Energia, rifiuti, quartieri: la svolta che serve

Legambiente indica tre cantieri permanenti: rinnovabili diffuse (fotovoltaico su tetti pubblici e privati), gestione corretta dei rifiuti (per ridurre ostruzioni e degrado urbano), sviluppo deciso del trasporto pubblico locale. Aggiungiamo una leva spesso sottovalutata: i patti di quartiere per il clima. Micro-progetti cofinanziati e misurabili—una scuola drenante, un giardino della pioggia, un viale alberato—possono trasformare le strade in infrastrutture ambientali. Ogni intervento conta se fa rete e diventa standard.

Roma nel mondo che cambia

Mentre in Brasile si apre la Cop30, la Capitale ha l’occasione di passare da simbolo di vulnerabilità a laboratorio di adattamento.
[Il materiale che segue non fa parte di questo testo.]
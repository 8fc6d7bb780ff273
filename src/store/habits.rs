//! In-memory habit collection for one user identity.
//!
//! Every mutation updates the collection first and then issues a
//! best-effort whole-collection write to the storage collaborator. A
//! failed write is reported to the user and logged, never rolled back.

use chrono::{Local, NaiveDate};
use serde::Serialize;
use uuid::Uuid;

use super::file::KeyValueStore;
use crate::models::{Habit, UserId};
use crate::notify::Notifier;

/// Namespace prefix for persisted habit collections.
const STORAGE_PREFIX: &str = "habits-";

/// Storage key for a user's habit collection.
pub fn storage_key(user: &UserId) -> String {
    format!("{}{}", STORAGE_PREFIX, user)
}

/// Today's day key in the local time zone.
pub fn today_key() -> NaiveDate {
    Local::now().date_naive()
}

/// A habit collection read for a specific identity.
///
/// Loads are tagged with the identity they were issued for, so a result
/// arriving after the active identity changed can be discarded instead of
/// being applied to the wrong user's state.
#[derive(Debug)]
pub struct LoadedHabits {
    pub user: UserId,
    pub habits: Vec<Habit>,
}

/// One row of the display projection.
#[derive(Debug, Serialize)]
pub struct HabitView<'a> {
    #[serde(flatten)]
    pub habit: &'a Habit,
    pub streak: u32,
    pub completed_today: bool,
}

/// Habit store for one user identity.
pub struct HabitStore<S> {
    storage: S,
    notifier: Box<dyn Notifier>,
    user: UserId,
    habits: Vec<Habit>,
}

impl<S: KeyValueStore> HabitStore<S> {
    pub fn new(storage: S, notifier: Box<dyn Notifier>, user: UserId) -> Self {
        Self {
            storage,
            notifier,
            user,
            habits: Vec::new(),
        }
    }

    pub fn user(&self) -> &UserId {
        &self.user
    }

    pub fn habits(&self) -> &[Habit] {
        &self.habits
    }

    pub fn notifier(&self) -> &dyn Notifier {
        self.notifier.as_ref()
    }

    /// Switches the active identity.
    ///
    /// The collection is cleared until a fresh load for the new identity
    /// is applied; loads issued for the old identity will be discarded.
    pub fn set_user(&mut self, user: UserId) {
        if self.user != user {
            self.user = user;
            self.habits.clear();
        }
    }

    /// Reads the persisted collection for `user`.
    ///
    /// A missing payload yields an empty collection. An unreadable or
    /// unparseable payload yields [`HabitError::Load`]; the caller should
    /// present an empty collection and surface the error.
    pub async fn fetch(storage: &S, user: &UserId) -> Result<LoadedHabits, HabitError> {
        let key = storage_key(user);
        let habits = match storage.get(&key).await {
            Ok(Some(bytes)) => {
                serde_json::from_slice(&bytes).map_err(|e| HabitError::Load(e.to_string()))?
            }
            Ok(None) => Vec::new(),
            Err(e) => return Err(HabitError::Load(e.to_string())),
        };
        Ok(LoadedHabits {
            user: user.clone(),
            habits,
        })
    }

    /// Installs a fetched collection if it was issued for the current
    /// identity. Returns `false` when the result was stale and discarded.
    pub fn apply(&mut self, loaded: LoadedHabits) -> bool {
        if loaded.user != self.user {
            tracing::debug!(
                issued_for = %loaded.user,
                active = %self.user,
                "discarding stale habit load"
            );
            return false;
        }
        self.habits = loaded.habits;
        true
    }

    /// Fetches and applies the collection for the current identity.
    pub async fn load(&mut self) -> Result<(), HabitError> {
        let loaded = Self::fetch(&self.storage, &self.user).await?;
        self.apply(loaded);
        Ok(())
    }

    /// Adds a new habit to the front of the collection.
    ///
    /// The title is trimmed and must be non-empty and case-insensitively
    /// unique. Validation failures leave the collection untouched.
    pub async fn add(&mut self, title: &str) -> Result<&Habit, HabitError> {
        let title = title.trim();
        if title.is_empty() {
            return Err(HabitError::EmptyTitle);
        }

        let needle = title.to_lowercase();
        if self.habits.iter().any(|h| h.title.to_lowercase() == needle) {
            return Err(HabitError::DuplicateTitle(title.to_string()));
        }

        self.habits.insert(0, Habit::new(title));
        self.persist().await;
        Ok(&self.habits[0])
    }

    /// Flips today's completion for the habit with the given id.
    ///
    /// Returns whether the habit is completed after the call.
    pub async fn toggle_today(&mut self, id: Uuid) -> Result<bool, HabitError> {
        let today = today_key();
        let habit = self
            .habits
            .iter_mut()
            .find(|h| h.id == id)
            .ok_or(HabitError::NotFound(id))?;

        let completed = habit.toggle(today);
        self.persist().await;
        Ok(completed)
    }

    /// Removes the habit with the given id. A missing id is a silent no-op.
    ///
    /// Confirmation is the caller's concern.
    pub async fn remove(&mut self, id: Uuid) {
        let before = self.habits.len();
        self.habits.retain(|h| h.id != id);
        if self.habits.len() != before {
            self.persist().await;
        }
    }

    /// Finds a habit by UUID or case-insensitive title.
    pub fn find(&self, reference: &str) -> Option<&Habit> {
        if let Ok(id) = Uuid::parse_str(reference) {
            if let Some(habit) = self.habits.iter().find(|h| h.id == id) {
                return Some(habit);
            }
        }
        let needle = reference.trim().to_lowercase();
        self.habits.iter().find(|h| h.title.to_lowercase() == needle)
    }

    /// Display projection: streak descending, then most recently created
    /// first. Leaves the stored insertion order untouched.
    pub fn view(&self, as_of: NaiveDate) -> Vec<HabitView<'_>> {
        let mut rows: Vec<HabitView<'_>> = self
            .habits
            .iter()
            .map(|habit| HabitView {
                streak: habit.streak(as_of),
                completed_today: habit.completed_on(as_of),
                habit,
            })
            .collect();

        rows.sort_by(|a, b| {
            b.streak
                .cmp(&a.streak)
                .then_with(|| b.habit.created_at.cmp(&a.habit.created_at))
        });
        rows
    }

    /// Best-effort write of the full collection.
    ///
    /// The in-memory state is already updated when this runs; a failed
    /// write is reported and logged, not rolled back and not retried.
    async fn persist(&self) {
        let bytes = match serde_json::to_vec(&self.habits) {
            Ok(bytes) => bytes,
            Err(e) => {
                tracing::warn!("Failed to serialize habits for {}: {}", self.user, e);
                self.notifier.notify("Failed to save habits");
                return;
            }
        };

        let key = storage_key(&self.user);
        if let Err(e) = self.storage.set(&key, &bytes).await {
            tracing::warn!("Failed to persist habits for {}: {}", self.user, e);
            self.notifier.notify("Failed to save habits");
        }
    }
}

/// Errors from habit store operations.
#[derive(Debug)]
pub enum HabitError {
    /// Persisted payload could not be read or parsed.
    Load(String),
    /// Title was empty after trimming.
    EmptyTitle,
    /// A habit with the same title already exists.
    DuplicateTitle(String),
    /// No habit matched the given id.
    NotFound(Uuid),
}

impl std::fmt::Display for HabitError {
    fn fmt(&self, f: &mut std::fmt::Formatter<'_>) -> std::fmt::Result {
        match self {
            HabitError::Load(e) => write!(f, "Failed to load habits: {}", e),
            HabitError::EmptyTitle => write!(f, "Please enter a habit name"),
            HabitError::DuplicateTitle(title) => {
                write!(f, "Habit '{}' already exists", title)
            }
            HabitError::NotFound(id) => write!(f, "Habit not found: {}", id),
        }
    }
}

impl std::error::Error for HabitError {}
Gli accordi globali valgono se le città—dove vive la maggioranza delle persone—tagliano emissioni e mettono in sicurezza i cittadini. Roma ha competenze, università, imprese, associazioni: servono governance stabile, cronoprogrammi pubblici, indicatori di risultato e rendicontazione annuale. Perché gli allagamenti non diventino l’ennesima normalità, ma il promemoria di una trasformazione possibile.

Conclusione: dall’emergenza alla manutenzione del futuro

I 93 casi in dieci anni dicono che il tempo degli annunci è finito. Adattamento e mitigazione sono due facce della stessa politica urbana: meno auto, più verde e suoli permeabili; meno consumo di suolo, più cura dell’esistente; meno emergenze, più manutenzione intelligente. Se Roma accetta la sfida, la prossima pioggia non sarà un incubo ricorrente, ma un test superato da una città più sicura, vivibile e giusta.